- Literature as History: Autobiography, Testimonio, and the Novel in the Chicano and Latino Experience by Mario T. García
In this book, historian Mario T. García analyzes a selection of autobiography, testimonio, and fiction by Chicanos and Latinos as evidence that writers outside the domain of recognized history contribute extensively to their community’s multi-faceted narrative. Among the Chicano accounts he covers are Memories of a Hyphenated Man by Ramón Ruiz; Mary Helen Ponce’s Hoyt Street: An Autobiography; and Richard Rodriguez’s Hunger of Memory. Central American writers García discusses are Yamileth López, co-author with Dianne Walta Hart of Undocumented in L.A.: An Immigrant’s Story and Evelyn Cortez-Davis. Author of December Sky: Beyond My Undocumented Life. These authors are united across familiar themes: land loss to Anglo encroachment in the American Southwest, immigration, feminism, racism, and economic inequality.
García avows that each author writes with “historical agency” (13) in addressing their journeys to self-awareness in white America. For instance, after a successful teaching career at Smith College, Ramón Ruiz returned to his native Southwest to train the Chicano generation of historians. [End Page 119] Richard Rodriguez dealt with the “triple consciousness” of “Americanization, ethnicity, and sexuality” (68) that many in his community rejected. The accounts of Nicaraguan Yamileth López and Salvadoran Evelyn Cortez-Davis speak to the fortitude of Latinas. García writes that it is often female immigrants who decide whether or not their family settles into a new life on U.S. soil. Gender discrimination has not discouraged these women from working in an economy that, while exploitative of their labor, also allows the opportunity to free themselves from male domination.

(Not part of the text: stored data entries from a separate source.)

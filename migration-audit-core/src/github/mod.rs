//! GitHub access
//!
//! Pipelines talk to GitHub through the [`RepositorySource`] trait so they can
//! run against [`GitHubClient`] in production and an in-memory source in
//! tests. Listings are paginated: callers request one [`Page`] at a time and
//! stop at the first short page.

mod client;

pub use client::GitHubClient;

use crate::error::Result;
use crate::types::{Comment, Issue, Repository};
use async_trait::async_trait;

/// GitHub's per-page ceiling for REST listings.
pub const MAX_PER_PAGE: u32 = 100;

/// One page of a paginated listing (1-based).
#[derive(Debug, Clone, Copy, PartialEq, Eq)]
pub struct Page {
    pub number: u32,
    pub per_page: u32,
}

impl Page {
    /// First page, with `per_page` clamped to `1..=100`.
    pub fn first(per_page: u32) -> Self {
        Self {
            number: 1,
            per_page: per_page.clamp(1, MAX_PER_PAGE),
        }
    }

    pub fn next(self) -> Self {
        Self {
            number: self.number + 1,
            ..self
        }
    }

    /// A page holding fewer items than requested is the last one.
    pub fn is_last(&self, len: usize) -> bool {
        len < self.per_page as usize
    }
}

/// Read access to the organization data the reports need.
#[async_trait]
pub trait RepositorySource: Send + Sync {
    /// One page of an organization's repositories.
    async fn list_repositories(&self, org: &str, page: Page) -> Result<Vec<Repository>>;

    /// The issue carrying the repository's migration logs, if there is one.
    async fn find_migration_issue(&self, org: &str, repo: &str) -> Result<Option<Issue>>;

    /// One page of an issue's comments, oldest first.
    async fn list_issue_comments(
        &self,
        org: &str,
        repo: &str,
        issue_number: u64,
        page: Page,
    ) -> Result<Vec<Comment>>;
}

García uses the writings of López and Cortez-Davis to represent women who defy stereotypes of Latinas as meek. López’s feminist consciousness arose during her participation in the Nicaraguan struggle against the dictator Anastasio Somoza and guided her life in the United States. Cortez-Davis, supported by the tenacity of her mother Rosario, also established a life on U.S. soil on her personal terms.
García suggests that generational differences in bilingualism, transculturation, and political activism permeate these works, which span from the Mexican American generation of political agents to Chicano Movement activists. His approach is also an incisive exploration of the multiple tracks the authors have taken in writing about themselves and their community.
For example, García points out that California novelist Alejandro Morales and El Paso-reared journalist Ruben Salazar depicted the Chicano journey from distinct perspectives. In The Brick People, Morales has Octavio Revueltas, a major character, ultimately pursue the American Dream in an individualistic manner, negating the idea that his people’s vitality requires collective action. Journalist Ruben Salazar was known for his astute reporting on politics, the border, and East Los Angeles. A tear gas projectile thrown by a deputy sheriff killed Salazar as he sat in the Silver Dollar Café in Los Angeles after covering the August 29, 1970, Chicano March against the Vietnam War. This tragedy instantly made the reporter a Chicano Movement “martyr” (128).
The book is filled with these and many other examples of how Chicano and Latino writers evoke a people’s history. It deserves a broad readership.